*** MATERIAL SHOWN Section Begins ***

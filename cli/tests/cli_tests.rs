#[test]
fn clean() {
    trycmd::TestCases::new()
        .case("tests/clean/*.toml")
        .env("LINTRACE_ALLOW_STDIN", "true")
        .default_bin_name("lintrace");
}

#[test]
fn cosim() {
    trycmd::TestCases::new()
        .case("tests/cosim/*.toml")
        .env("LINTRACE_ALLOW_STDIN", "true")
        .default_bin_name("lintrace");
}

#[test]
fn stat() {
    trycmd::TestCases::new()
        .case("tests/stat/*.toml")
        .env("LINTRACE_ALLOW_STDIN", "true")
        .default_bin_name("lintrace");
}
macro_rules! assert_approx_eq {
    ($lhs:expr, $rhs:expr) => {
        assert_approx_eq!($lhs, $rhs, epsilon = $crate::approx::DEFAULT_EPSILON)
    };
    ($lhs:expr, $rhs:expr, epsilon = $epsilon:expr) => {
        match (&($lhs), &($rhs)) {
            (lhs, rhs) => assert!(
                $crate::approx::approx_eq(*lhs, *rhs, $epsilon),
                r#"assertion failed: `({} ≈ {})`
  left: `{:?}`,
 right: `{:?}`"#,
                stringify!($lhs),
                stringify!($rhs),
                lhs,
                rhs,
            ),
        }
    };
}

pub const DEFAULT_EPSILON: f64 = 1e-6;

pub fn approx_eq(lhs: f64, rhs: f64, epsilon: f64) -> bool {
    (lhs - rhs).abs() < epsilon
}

*** MATERIAL SHOWN Section Ends ***
*** MATERIAL SHOWN Section Begins ***

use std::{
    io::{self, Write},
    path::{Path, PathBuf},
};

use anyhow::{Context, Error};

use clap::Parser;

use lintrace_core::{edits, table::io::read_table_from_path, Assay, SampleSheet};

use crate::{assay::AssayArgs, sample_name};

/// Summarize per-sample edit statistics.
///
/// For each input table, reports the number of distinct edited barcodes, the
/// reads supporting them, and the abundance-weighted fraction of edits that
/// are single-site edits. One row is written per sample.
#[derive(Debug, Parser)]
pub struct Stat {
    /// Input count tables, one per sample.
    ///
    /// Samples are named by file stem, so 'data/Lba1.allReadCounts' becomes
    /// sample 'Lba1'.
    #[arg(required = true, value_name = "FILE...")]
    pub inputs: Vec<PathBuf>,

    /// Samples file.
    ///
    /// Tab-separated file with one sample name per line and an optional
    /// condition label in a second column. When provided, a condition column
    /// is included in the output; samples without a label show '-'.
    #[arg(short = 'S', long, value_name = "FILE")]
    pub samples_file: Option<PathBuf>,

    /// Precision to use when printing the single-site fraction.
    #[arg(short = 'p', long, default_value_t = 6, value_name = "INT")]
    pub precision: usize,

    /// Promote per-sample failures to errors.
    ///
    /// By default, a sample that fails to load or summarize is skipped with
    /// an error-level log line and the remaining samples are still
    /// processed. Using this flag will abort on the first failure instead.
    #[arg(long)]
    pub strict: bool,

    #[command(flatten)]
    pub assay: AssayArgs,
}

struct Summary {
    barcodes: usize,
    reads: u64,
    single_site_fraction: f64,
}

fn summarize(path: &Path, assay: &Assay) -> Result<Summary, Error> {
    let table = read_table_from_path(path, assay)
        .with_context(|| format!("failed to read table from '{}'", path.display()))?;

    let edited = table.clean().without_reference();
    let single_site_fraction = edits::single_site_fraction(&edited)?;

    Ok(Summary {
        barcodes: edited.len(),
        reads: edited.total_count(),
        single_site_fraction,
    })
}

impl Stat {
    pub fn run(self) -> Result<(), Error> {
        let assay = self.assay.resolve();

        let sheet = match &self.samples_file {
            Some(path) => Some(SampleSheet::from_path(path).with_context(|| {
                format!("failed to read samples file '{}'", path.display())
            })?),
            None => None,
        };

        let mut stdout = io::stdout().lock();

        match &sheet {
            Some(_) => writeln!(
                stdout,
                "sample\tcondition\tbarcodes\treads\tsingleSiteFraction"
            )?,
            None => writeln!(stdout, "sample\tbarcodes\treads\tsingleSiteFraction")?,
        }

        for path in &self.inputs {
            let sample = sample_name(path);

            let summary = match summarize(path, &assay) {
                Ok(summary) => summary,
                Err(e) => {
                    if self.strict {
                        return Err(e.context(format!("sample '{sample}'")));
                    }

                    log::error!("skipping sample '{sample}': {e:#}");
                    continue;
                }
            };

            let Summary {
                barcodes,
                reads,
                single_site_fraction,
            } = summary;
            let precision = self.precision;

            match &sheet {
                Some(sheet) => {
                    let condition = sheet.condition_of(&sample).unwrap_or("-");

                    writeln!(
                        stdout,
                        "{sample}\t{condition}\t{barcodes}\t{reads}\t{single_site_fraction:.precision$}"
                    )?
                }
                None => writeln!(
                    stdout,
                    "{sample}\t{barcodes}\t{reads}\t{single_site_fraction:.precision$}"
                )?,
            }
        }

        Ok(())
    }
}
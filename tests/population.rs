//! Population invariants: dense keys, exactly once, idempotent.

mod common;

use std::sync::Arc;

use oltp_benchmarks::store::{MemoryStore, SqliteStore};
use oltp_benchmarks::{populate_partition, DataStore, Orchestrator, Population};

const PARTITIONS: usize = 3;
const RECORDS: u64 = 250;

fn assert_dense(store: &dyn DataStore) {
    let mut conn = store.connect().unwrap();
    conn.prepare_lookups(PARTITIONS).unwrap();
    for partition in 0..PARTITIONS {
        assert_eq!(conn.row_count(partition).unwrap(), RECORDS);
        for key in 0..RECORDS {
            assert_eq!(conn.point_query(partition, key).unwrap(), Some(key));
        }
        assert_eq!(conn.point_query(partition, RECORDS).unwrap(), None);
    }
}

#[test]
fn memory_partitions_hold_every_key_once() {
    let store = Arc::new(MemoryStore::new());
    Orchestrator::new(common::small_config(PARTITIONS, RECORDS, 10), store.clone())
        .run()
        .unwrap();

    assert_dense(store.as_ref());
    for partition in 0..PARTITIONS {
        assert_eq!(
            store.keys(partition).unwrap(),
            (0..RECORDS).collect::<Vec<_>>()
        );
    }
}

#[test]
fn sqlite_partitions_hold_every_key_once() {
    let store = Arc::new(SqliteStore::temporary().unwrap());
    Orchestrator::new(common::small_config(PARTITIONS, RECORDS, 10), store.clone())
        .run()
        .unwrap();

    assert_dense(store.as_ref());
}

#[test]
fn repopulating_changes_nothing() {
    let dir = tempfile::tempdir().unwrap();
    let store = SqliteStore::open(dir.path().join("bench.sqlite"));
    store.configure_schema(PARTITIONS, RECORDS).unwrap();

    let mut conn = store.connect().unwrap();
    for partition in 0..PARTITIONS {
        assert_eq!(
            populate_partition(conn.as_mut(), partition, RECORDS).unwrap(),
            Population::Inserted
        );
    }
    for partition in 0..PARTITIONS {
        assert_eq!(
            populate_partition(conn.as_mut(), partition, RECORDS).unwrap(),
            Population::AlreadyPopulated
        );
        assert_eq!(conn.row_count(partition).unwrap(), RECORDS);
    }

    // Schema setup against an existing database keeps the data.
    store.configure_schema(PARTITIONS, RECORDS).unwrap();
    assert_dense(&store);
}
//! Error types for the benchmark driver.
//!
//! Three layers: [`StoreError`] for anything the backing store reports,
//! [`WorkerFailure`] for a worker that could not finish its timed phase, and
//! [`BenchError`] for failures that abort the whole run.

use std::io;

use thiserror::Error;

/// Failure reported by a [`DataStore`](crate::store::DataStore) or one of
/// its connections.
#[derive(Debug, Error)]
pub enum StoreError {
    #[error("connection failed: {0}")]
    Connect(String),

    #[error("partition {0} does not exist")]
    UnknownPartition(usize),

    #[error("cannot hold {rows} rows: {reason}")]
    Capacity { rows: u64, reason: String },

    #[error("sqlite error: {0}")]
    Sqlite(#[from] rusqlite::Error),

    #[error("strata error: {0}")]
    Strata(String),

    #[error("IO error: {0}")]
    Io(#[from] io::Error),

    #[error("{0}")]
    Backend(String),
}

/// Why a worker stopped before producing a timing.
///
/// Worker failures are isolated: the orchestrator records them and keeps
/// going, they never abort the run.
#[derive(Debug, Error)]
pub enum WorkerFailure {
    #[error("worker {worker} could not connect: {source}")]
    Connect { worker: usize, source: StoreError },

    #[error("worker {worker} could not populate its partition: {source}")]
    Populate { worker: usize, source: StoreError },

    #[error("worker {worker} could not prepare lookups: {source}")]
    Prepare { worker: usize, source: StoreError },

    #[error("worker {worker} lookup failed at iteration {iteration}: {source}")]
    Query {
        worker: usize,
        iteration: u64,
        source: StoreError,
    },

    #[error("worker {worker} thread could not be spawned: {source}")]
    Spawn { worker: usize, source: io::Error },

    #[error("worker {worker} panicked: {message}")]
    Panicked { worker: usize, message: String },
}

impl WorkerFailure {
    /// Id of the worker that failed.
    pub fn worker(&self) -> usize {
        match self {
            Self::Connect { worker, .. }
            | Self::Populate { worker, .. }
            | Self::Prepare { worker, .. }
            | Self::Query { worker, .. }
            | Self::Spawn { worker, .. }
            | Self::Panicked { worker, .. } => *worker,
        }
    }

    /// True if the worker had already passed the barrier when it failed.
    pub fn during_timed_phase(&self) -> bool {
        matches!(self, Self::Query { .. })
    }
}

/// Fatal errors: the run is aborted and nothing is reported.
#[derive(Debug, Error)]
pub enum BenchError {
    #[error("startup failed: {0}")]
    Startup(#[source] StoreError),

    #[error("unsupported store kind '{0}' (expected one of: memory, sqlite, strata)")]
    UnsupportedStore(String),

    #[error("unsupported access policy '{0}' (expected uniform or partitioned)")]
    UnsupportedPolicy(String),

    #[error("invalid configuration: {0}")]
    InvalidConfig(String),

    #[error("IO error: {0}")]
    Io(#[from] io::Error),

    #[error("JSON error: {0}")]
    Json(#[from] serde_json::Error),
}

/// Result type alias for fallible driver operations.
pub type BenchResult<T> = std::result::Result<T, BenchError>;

*** MATERIAL SHOWN Section Ends ***

DESCRIPTION OF THE TASK
Beginning with the line above that contains "failures to errors.", copy each line exactly up to and including the line that contains "let sheet = match", and go no further.

OUTPUT
    /// Promote per-sample failures to errors.
    ///
    /// By default, a sample that fails to load or summarize is skipped with
    /// an error-level log line and the remaining samples are still
    /// processed. Using this flag will abort on the first failure instead.
    #[arg(long)]
    pub strict: bool,

    #[command(flatten)]
    pub assay: AssayArgs,
}

struct Summary {
    barcodes: usize,
    reads: u64,
    single_site_fraction: f64,
}

fn summarize(path: &Path, assay: &Assay) -> Result<Summary, Error> {
    let table = read_table_from_path(path, assay)
        .with_context(|| format!("failed to read table from '{}'", path.display()))?;

    let edited = table.clean().without_reference();
    let single_site_fraction = edits::single_site_fraction(&edited)?;

    Ok(Summary {
        barcodes: edited.len(),
        reads: edited.total_count(),
        single_site_fraction,
    })
}

impl Stat {
    pub fn run(self) -> Result<(), Error> {
        let assay = self.assay.resolve();

        let sheet = match &self.samples_file {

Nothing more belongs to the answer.